Start of Entries shown

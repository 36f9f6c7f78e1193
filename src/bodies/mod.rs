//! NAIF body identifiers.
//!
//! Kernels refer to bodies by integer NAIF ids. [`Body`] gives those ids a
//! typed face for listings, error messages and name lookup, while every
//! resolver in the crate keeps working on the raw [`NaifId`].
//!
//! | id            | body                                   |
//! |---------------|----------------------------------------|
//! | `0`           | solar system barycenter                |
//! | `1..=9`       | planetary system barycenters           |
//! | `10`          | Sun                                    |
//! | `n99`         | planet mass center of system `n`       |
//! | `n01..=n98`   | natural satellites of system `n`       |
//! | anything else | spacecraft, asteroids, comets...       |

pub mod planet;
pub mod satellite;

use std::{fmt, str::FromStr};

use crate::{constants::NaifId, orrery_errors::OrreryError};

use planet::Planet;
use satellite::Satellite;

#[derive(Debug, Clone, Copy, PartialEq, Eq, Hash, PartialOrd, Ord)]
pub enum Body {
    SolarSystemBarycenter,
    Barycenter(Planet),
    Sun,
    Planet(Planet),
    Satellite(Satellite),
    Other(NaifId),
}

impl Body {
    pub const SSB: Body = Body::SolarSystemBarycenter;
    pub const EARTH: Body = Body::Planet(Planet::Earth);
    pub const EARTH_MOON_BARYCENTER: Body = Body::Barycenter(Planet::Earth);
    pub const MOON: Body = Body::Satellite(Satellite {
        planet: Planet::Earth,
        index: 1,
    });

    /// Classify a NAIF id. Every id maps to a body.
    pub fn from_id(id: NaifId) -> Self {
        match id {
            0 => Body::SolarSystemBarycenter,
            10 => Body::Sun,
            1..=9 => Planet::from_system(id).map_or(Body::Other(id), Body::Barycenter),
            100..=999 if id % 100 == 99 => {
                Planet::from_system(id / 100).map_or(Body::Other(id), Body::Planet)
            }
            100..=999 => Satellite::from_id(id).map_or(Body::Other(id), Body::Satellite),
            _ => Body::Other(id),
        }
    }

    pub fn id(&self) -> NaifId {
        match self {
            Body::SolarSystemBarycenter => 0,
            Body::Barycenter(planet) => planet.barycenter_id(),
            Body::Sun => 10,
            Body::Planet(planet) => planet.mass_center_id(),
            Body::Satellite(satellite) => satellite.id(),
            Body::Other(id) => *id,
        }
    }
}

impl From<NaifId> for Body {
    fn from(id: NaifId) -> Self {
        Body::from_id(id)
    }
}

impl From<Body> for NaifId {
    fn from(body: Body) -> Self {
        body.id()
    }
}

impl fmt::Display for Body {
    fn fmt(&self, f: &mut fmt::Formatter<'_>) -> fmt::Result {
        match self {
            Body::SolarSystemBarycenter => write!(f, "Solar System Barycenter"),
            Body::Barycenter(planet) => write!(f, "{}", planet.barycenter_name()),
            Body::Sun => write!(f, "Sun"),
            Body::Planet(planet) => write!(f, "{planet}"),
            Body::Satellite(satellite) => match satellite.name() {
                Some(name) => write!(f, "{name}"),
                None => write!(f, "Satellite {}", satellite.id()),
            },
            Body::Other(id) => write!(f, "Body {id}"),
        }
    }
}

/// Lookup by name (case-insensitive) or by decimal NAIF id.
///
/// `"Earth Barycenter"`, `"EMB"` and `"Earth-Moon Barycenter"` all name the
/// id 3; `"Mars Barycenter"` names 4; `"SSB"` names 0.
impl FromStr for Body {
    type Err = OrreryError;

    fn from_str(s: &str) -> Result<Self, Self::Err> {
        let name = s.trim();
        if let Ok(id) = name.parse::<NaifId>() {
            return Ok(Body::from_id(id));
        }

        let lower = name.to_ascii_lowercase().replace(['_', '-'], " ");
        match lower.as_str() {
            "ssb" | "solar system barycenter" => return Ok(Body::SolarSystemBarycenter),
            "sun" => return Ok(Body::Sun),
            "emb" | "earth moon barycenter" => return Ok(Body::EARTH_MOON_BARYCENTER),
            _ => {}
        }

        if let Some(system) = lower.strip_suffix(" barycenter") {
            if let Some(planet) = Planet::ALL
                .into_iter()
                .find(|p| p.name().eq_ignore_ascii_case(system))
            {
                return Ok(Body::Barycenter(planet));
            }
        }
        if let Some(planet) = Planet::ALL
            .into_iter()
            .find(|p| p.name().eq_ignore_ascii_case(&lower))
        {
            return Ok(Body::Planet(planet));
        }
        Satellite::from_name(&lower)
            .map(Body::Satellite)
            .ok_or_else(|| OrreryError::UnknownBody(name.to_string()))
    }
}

End of Entries shown

[Task prompt] Reproduce the data in full, exactly.

[Output below]
repository 36f9f6c7f78e1193
filename src/bodies/mod.rs
//! NAIF body identifiers.
//!
//! Kernels refer to bodies by integer NAIF ids. [`Body`] gives those ids a
//! typed face for listings, error messages and name lookup, while every
//! resolver in the crate keeps working on the raw [`NaifId`].
//!
//! | id            | body                                   |
//! |---------------|----------------------------------------|
//! | `0`           | solar system barycenter                |
//! | `1..=9`       | planetary system barycenters           |
//! | `10`          | Sun                                    |
//! | `n99`         | planet mass center of system `n`       |
//! | `n01..=n98`   | natural satellites of system `n`       |
//! | anything else | spacecraft, asteroids, comets...       |

pub mod planet;
pub mod satellite;

use std::{fmt, str::FromStr};

use crate::{constants::NaifId, orrery_errors::OrreryError};

use planet::Planet;
use satellite::Satellite;

#[derive(Debug, Clone, Copy, PartialEq, Eq, Hash, PartialOrd, Ord)]
pub enum Body {
    SolarSystemBarycenter,
    Barycenter(Planet),
    Sun,
    Planet(Planet),
    Satellite(Satellite),
    Other(NaifId),
}

impl Body {
    pub const SSB: Body = Body::SolarSystemBarycenter;
    pub const EARTH: Body = Body::Planet(Planet::Earth);
    pub const EARTH_MOON_BARYCENTER: Body = Body::Barycenter(Planet::Earth);
    pub const MOON: Body = Body::Satellite(Satellite {
        planet: Planet::Earth,
        index: 1,
    });

    /// Classify a NAIF id. Every id maps to a body.
    pub fn from_id(id: NaifId) -> Self {
        match id {
            0 => Body::SolarSystemBarycenter,
            10 => Body::Sun,
            1..=9 => Planet::from_system(id).map_or(Body::Other(id), Body::Barycenter),
            100..=999 if id % 100 == 99 => {
                Planet::from_system(id / 100).map_or(Body::Other(id), Body::Planet)
            }
            100..=999 => Satellite::from_id(id).map_or(Body::Other(id), Body::Satellite),
            _ => Body::Other(id),
        }
    }

    pub fn id(&self) -> NaifId {
        match self {
            Body::SolarSystemBarycenter => 0,
            Body::Barycenter(planet) => planet.barycenter_id(),
            Body::Sun => 10,
            Body::Planet(planet) => planet.mass_center_id(),
            Body::Satellite(satellite) => satellite.id(),
            Body::Other(id) => *id,
        }
    }
}

impl From<NaifId> for Body {
    fn from(id: NaifId) -> Self {
        Body::from_id(id)
    }
}

impl From<Body> for NaifId {
    fn from(body: Body) -> Self {
        body.id()
    }
}

impl fmt::Display for Body {
    fn fmt(&self, f: &mut fmt::Formatter<'_>) -> fmt::Result {
        match self {
            Body::SolarSystemBarycenter => write!(f, "Solar System Barycenter"),
            Body::Barycenter(planet) => write!(f, "{}", planet.barycenter_name()),
            Body::Sun => write!(f, "Sun"),
            Body::Planet(planet) => write!(f, "{planet}"),
            Body::Satellite(satellite) => match satellite.name() {
                Some(name) => write!(f, "{name}"),
                None => write!(f, "Satellite {}", satellite.id()),
            },
            Body::Other(id) => write!(f, "Body {id}"),
        }
    }
}

/// Lookup by name (case-insensitive) or by decimal NAIF id.
///
/// `"Earth Barycenter"`, `"EMB"` and `"Earth-Moon Barycenter"` all name the
/// id 3; `"Mars Barycenter"` names 4; `"SSB"` names 0.
impl FromStr for Body {
    type Err = OrreryError;

    fn from_str(s: &str) -> Result<Self, Self::Err> {
        let name = s.trim();
        if let Ok(id) = name.parse::<NaifId>() {
            return Ok(Body::from_id(id));
        }

        let lower = name.to_ascii_lowercase().replace(['_', '-'], " ");
        match lower.as_str() {
            "ssb" | "solar system barycenter" => return Ok(Body::SolarSystemBarycenter),
            "sun" => return Ok(Body::Sun),
            "emb" | "earth moon barycenter" => return Ok(Body::EARTH_MOON_BARYCENTER),
            _ => {}
        }

        if let Some(system) = lower.strip_suffix(" barycenter") {
            if let Some(planet) = Planet::ALL
                .into_iter()
                .find(|p| p.name().eq_ignore_ascii_case(system))
            {
                return Ok(Body::Barycenter(planet));
            }
        }
        if let Some(planet) = Planet::ALL
            .into_iter()
            .find(|p| p.name().eq_ignore_ascii_case(&lower))
        {
            return Ok(Body::Planet(planet));
        }
        Satellite::from_name(&lower)
            .map(Body::Satellite)
            .ok_or_else(|| OrreryError::UnknownBody(name.to_string()))
    }
}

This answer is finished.